[Dataset excerpts]
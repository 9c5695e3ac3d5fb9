//! Type-safe identifiers for handlers and subscriptions.
//!
//! Newtype wrappers prevent mixing a handler id with a subscription index.

// ============================================================================
// Imports
// ============================================================================

use std::fmt;
use std::sync::atomic::{AtomicU64, Ordering};

// ============================================================================
// HandlerId
// ============================================================================

/// Process-wide identifier of a session or stream multiplexer.
///
/// Allocated from a global counter, so two live handlers never share one.
#[derive(Debug, Clone, Copy, PartialEq, Eq, Hash, PartialOrd, Ord)]
pub struct HandlerId(u64);

/// Next handler id.
static NEXT_HANDLER_ID: AtomicU64 = AtomicU64::new(1);

impl HandlerId {
    /// Allocates the next handler id.
    #[inline]
    #[must_use]
    pub fn next() -> Self {
        Self(NEXT_HANDLER_ID.fetch_add(1, Ordering::Relaxed))
    }

    /// Returns the raw value.
    #[inline]
    #[must_use]
    pub const fn as_u64(&self) -> u64 {
        self.0
    }
}

impl fmt::Display for HandlerId {
    fn fmt(&self, f: &mut fmt::Formatter<'_>) -> fmt::Result {
        write!(f, "{}", self.0)
    }
}

// ============================================================================
// SubscriptionId
// ============================================================================

/// Index of a subscription inside one multiplexer's registry.
///
/// Assigned monotonically per multiplexer and never reused.
#[derive(Debug, Clone, Copy, PartialEq, Eq, Hash, PartialOrd, Ord)]
pub struct SubscriptionId(u32);

impl SubscriptionId {
    /// Creates a subscription id from a raw index.
    #[inline]
    #[must_use]
    pub const fn new(index: u32) -> Self {
        Self(index)
    }

    /// Returns the raw index.
    #[inline]
    #[must_use]
    pub const fn as_u32(&self) -> u32 {
        self.0
    }
}

impl fmt::Display for SubscriptionId {
    fn fmt(&self, f: &mut fmt::Formatter<'_>) -> fmt::Result {
        write!(f, "{}", self.0)
    }
}

// ============================================================================
// Tests
// ============================================================================

#[cfg(test)]
mod tests {
    use super::*;

    #[test]
    fn test_handler_ids_are_unique() {
        let first = HandlerId::next();
        let second = HandlerId::next();
        assert_ne!(first, second);
        assert!(second > first);
    }

    #[test]
    fn test_subscription_id_display() {
        assert_eq!(SubscriptionId::new(7).to_string(), "7");
        assert_eq!(SubscriptionId::new(7).as_u32(), 7);
    }
}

# Exercise requirements:
Starting from the line containing "let second = HandlerId::next();", repeat each line through the end of the entries, exactly.

# Your solution:
        let second = HandlerId::next();
        assert_ne!(first, second);
        assert!(second > first);
    }

    #[test]
    fn test_subscription_id_display() {
        assert_eq!(SubscriptionId::new(7).to_string(), "7");
        assert_eq!(SubscriptionId::new(7).as_u32(), 7);
    }
}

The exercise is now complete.